— WORK ORDER —
Check every line of the entries for the string "Some" and return the ones that contain it.

— DATASET ENTRIES —
┄┄┄┄┄┄┄┄┄┄

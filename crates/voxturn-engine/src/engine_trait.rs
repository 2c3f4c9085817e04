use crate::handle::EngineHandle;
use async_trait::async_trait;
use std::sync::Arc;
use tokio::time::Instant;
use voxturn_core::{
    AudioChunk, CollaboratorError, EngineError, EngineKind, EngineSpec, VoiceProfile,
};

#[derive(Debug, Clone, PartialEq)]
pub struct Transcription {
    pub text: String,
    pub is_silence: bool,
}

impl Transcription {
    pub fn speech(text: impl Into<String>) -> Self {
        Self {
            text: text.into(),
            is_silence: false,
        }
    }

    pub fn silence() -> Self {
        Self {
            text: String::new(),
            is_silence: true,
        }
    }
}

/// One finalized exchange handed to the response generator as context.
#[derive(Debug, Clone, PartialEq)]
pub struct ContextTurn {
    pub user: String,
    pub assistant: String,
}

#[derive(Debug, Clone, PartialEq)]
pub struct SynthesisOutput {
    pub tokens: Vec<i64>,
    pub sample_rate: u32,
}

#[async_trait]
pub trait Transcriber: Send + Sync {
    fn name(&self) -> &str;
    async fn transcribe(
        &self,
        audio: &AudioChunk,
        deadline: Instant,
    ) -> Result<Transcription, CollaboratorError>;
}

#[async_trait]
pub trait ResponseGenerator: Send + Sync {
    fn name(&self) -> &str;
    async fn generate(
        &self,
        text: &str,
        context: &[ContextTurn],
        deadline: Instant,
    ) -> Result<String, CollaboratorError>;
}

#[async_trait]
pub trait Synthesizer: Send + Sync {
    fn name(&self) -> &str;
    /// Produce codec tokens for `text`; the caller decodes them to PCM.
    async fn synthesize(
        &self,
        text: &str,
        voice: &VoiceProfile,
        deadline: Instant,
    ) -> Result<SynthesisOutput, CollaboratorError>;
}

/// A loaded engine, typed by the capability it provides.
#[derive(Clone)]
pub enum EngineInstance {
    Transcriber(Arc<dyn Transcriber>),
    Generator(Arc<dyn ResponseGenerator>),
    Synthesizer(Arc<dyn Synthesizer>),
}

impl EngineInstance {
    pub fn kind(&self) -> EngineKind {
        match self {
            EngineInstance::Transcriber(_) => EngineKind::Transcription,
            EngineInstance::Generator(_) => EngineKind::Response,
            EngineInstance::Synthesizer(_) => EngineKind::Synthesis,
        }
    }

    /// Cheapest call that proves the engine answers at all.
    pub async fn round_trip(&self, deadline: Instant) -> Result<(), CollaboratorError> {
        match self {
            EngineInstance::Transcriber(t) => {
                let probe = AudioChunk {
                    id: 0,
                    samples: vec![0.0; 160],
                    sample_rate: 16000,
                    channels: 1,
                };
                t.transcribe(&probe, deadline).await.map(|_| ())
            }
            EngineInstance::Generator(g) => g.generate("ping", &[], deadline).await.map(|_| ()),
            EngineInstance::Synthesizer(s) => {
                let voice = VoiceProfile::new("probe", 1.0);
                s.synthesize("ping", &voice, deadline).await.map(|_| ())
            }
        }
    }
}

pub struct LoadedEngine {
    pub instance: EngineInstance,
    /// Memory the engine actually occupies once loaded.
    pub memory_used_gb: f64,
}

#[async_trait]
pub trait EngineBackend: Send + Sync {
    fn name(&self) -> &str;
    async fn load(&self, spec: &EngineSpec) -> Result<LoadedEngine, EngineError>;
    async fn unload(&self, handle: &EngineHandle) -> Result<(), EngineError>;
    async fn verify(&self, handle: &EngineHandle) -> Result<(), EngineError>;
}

┄┄┄┄┄┄┄┄┄┄

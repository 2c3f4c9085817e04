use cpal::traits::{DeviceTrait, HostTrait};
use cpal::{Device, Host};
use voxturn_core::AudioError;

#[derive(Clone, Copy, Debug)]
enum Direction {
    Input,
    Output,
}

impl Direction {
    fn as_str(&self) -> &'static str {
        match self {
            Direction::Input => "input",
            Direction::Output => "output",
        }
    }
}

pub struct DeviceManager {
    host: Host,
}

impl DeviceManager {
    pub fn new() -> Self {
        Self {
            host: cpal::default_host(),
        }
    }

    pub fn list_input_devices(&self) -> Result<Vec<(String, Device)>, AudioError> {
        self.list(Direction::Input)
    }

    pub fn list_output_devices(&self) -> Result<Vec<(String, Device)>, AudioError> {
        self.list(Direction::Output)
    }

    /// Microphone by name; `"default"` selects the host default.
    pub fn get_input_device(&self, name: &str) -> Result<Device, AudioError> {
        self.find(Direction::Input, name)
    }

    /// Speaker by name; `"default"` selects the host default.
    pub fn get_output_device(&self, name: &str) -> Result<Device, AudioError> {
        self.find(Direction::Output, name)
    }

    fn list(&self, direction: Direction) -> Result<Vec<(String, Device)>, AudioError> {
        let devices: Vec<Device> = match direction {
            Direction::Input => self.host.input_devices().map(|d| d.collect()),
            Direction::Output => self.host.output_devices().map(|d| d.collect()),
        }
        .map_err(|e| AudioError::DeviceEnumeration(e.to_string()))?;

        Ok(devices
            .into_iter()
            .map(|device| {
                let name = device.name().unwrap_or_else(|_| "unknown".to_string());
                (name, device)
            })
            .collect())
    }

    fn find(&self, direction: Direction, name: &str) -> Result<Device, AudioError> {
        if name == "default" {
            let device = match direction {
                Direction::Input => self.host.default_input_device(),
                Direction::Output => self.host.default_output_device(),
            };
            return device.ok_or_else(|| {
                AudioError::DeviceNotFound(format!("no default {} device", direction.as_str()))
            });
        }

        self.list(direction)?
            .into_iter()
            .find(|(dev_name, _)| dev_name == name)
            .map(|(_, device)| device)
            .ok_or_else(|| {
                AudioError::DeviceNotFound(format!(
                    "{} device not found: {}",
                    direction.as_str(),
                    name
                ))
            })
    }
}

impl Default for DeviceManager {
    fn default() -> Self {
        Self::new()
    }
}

┄┄┄┄┄┄┄┄┄┄

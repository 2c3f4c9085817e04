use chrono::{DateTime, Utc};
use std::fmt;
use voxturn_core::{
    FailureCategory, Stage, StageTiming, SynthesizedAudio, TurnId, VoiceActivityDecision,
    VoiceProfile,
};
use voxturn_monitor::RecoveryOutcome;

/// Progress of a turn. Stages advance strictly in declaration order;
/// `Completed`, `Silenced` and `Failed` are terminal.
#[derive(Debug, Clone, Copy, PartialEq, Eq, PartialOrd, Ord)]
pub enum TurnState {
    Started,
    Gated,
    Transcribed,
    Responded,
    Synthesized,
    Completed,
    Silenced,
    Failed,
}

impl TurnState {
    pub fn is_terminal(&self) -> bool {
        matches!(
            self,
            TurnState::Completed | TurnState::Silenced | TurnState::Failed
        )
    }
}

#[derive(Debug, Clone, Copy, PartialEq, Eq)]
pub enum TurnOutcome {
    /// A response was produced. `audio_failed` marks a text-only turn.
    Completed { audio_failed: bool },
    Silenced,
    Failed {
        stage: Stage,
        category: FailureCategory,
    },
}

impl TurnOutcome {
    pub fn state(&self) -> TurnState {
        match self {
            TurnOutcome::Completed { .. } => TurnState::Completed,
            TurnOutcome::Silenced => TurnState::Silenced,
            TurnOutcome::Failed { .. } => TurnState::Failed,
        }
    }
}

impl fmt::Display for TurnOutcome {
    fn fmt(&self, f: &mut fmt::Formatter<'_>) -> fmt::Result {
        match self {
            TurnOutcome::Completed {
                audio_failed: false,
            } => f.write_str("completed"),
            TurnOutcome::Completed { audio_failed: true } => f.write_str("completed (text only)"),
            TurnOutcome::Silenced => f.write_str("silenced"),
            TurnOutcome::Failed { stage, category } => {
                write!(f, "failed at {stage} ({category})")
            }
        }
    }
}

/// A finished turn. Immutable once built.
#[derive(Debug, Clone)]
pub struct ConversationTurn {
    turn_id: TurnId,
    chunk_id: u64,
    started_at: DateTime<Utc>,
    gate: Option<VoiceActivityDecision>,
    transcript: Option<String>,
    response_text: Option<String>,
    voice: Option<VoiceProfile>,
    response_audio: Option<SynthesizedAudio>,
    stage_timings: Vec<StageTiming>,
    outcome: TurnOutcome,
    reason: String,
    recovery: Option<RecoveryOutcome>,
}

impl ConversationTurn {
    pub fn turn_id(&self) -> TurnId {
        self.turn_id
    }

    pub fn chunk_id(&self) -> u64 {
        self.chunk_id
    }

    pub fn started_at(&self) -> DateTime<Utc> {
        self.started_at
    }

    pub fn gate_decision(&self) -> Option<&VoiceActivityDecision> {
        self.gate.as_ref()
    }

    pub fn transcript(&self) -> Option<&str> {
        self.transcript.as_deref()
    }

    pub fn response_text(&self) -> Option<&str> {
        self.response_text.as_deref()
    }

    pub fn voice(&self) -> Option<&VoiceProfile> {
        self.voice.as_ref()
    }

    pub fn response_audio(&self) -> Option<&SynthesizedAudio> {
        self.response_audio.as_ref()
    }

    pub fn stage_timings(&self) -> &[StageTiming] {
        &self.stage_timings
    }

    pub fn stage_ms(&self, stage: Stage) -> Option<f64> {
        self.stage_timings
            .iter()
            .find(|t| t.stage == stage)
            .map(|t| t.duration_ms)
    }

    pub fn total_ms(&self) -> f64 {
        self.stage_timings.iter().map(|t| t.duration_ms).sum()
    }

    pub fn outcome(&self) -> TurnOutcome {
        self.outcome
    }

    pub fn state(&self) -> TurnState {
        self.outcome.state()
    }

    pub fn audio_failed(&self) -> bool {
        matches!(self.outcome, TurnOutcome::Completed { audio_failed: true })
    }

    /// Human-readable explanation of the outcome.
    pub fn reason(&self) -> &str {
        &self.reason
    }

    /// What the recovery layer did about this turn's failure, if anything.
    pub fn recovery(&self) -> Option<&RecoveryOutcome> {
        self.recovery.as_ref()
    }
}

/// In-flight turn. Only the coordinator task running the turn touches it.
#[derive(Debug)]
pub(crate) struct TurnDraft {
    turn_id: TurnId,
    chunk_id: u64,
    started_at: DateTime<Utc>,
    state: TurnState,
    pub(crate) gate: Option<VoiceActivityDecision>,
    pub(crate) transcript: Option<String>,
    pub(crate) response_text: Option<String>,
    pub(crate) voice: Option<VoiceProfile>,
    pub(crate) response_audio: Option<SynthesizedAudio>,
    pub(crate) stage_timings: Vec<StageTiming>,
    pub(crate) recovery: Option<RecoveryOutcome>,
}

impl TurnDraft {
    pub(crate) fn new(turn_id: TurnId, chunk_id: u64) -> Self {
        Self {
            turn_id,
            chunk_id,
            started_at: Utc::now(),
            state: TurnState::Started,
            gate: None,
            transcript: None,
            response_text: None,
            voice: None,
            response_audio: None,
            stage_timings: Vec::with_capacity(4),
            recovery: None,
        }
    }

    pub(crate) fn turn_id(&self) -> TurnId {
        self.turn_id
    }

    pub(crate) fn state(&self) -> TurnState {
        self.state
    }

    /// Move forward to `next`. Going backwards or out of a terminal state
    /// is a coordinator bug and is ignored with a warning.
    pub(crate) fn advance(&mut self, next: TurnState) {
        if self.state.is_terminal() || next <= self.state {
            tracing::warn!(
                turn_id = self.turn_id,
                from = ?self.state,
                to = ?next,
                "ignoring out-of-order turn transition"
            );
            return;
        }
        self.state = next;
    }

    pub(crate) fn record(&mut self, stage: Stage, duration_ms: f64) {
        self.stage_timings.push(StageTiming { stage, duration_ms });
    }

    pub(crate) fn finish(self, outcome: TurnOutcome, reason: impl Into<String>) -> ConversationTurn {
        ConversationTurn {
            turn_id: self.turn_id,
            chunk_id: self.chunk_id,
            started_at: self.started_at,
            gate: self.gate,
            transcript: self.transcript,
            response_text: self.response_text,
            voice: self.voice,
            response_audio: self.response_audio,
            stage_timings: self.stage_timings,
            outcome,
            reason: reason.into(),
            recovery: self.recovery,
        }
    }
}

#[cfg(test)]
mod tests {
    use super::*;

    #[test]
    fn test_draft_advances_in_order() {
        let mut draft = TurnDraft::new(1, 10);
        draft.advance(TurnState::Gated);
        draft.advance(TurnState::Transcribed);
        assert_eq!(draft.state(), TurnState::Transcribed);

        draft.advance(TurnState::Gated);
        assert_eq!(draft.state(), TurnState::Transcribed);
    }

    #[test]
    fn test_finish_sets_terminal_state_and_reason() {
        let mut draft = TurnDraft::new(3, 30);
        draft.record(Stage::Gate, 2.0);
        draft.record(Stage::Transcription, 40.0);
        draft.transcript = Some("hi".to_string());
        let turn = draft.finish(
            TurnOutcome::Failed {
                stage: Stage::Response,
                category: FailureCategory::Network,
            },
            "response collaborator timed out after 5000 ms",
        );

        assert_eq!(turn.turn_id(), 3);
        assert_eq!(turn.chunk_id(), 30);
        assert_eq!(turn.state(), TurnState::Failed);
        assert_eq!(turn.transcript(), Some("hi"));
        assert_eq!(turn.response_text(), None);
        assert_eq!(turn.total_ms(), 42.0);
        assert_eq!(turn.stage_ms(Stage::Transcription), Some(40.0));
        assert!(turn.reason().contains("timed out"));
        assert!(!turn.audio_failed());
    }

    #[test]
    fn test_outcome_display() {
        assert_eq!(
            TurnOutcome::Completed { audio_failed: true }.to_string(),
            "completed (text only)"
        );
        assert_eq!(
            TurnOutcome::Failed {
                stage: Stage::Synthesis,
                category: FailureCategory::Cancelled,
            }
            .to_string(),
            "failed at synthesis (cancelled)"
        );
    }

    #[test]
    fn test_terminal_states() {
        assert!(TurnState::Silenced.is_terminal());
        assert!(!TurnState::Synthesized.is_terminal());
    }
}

┄┄┄┄┄┄┄┄┄┄

— COMPLETED TASK —
        draft.transcript = Some("hi".to_string());
        assert_eq!(turn.transcript(), Some("hi"));
        assert_eq!(turn.stage_ms(Stage::Transcription), Some(40.0));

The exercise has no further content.